The Criminal Code has been the topic of much debate since a verdict was handed down in the case against former Executive Yuan secretary-general Lin Yi-shih (林益世), especially Article 121, which covers bribery and mentions “demands, agrees to accept, or accepts a bribe or other improper benefits for an official act.”
Executing an “official act” presupposes that the person holds an official position. Taking a bribe is punishable because such an act causes the public to lose trust in the nature and purpose of that position, which has a major impact on policy implementation. Taking bribes in exchange “for an official act” does not require the to have already taken effect and it has nothing to do with whether the act violates the duties that come with the position.
If the judge solicits a bribe from a defendant, that judge commits a criminal offense simply by soliciting the bribe, regardless of whether the judge has issued a verdict or given the law an arbitrary interpretation. However, if a judge who is not involved in the trial at hand or another civil servant asks the defendant for a bribe in order to influence the trial judge on the defendant’s behalf, while damaging to the image of their official position, such behavior does not constitute the execution of “an official act.”
In terms of a civil servant taking bribes to mediate in matters that do not fall within the scope of their powers, it is probably necessary to clarify the premises for the punishment of such behavior and the application of relevant regulations, but we cannot let the ambiguous “actual influence” concept replace the current standard for determining that a bribe has been taken, ie, the requirement that it be done in the execution of an official act.
If we do not do so, anyone can have their own interpretation of what “actual influence” means, and that will destroy the implications of Article 1 of the Criminal Code, which says that an action is only punishable if punishment was expressly prescribed by the law at the time when the action occurred.
In addition, violating the human rights of someone involved in a case will destroy public trust in a fair and unbiased enforcement of the law. This is why public trust in the judiciary and the rule of law was the first victim when the “actual influence” concept was established during the trial of former president Chen Shui-bian (陳水扁). The case against Lin has brought renewed attention to this issue.

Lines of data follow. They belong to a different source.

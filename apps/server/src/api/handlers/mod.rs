//! Request handlers

pub mod body_regions;
pub mod conditions;
pub mod search;
pub mod terminology;

use crate::{Error, Result};
use axum::{
    http::{header, HeaderValue, StatusCode},
    response::{IntoResponse, Response},
    Json,
};
use serde_json::Value;
use setu_terminology::SystemType;

/// Render a FHIR document with the FHIR JSON content type.
pub(crate) fn fhir_response(status: StatusCode, document: Value) -> Response {
    let mut response = (status, Json(document)).into_response();
    response.headers_mut().insert(
        header::CONTENT_TYPE,
        HeaderValue::from_static("application/fhir+json; charset=utf-8"),
    );
    response
}

/// Parse an optional `system` query value into a NAMASTE stream.
pub(crate) fn parse_system(value: Option<&str>) -> Result<Option<SystemType>> {
    value
        .map(|v| {
            v.parse()
                .map_err(|_| Error::Validation(format!("unknown system_type '{v}'")))
        })
        .transpose()
}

However, Lin’s case differs from that of Chen’s, since it is possible to infer his guilt even without the use of the “actual influence” concept. Lin was a legislator, and if a legislator were to use his or her rights to monitor and question government officials to solicit a bribe, that would constitute taking a bribe for the execution of an official act.
As to whether monitoring and questioning the Ministry of Economic Affairs lay within the scope of Lin’s powers as Cabinet secretary-general, and whether the ministry made personnel adjustments at state-run China Steel Corp on Lin’s request has nothing to do with whether a criminal offense was committed. The question of whether China Steel is a state-run or a private company is also completely irrelevant to determining whether a bribe was taken.
There was a mistake in the verdict when Lin’s role was defined as that of someone who took bribes while acting as a go-between. The result was that the debate focused on whether Lin had wielded actual influence over government institutions’ or civil servants’ official decisions or discharge of official duties.
This was clearly a mistake that requires review and discussion.
However, it would be more worthwhile to discuss if legislators should give serious consideration to whether civil servants should be punished for “mediation.” If they should, laws should be written to resolve the issue, and legislators should not procrastinate over the issue.
Hsu Tze-tien is an associate professor in the College of Law at National Cheng Kung University.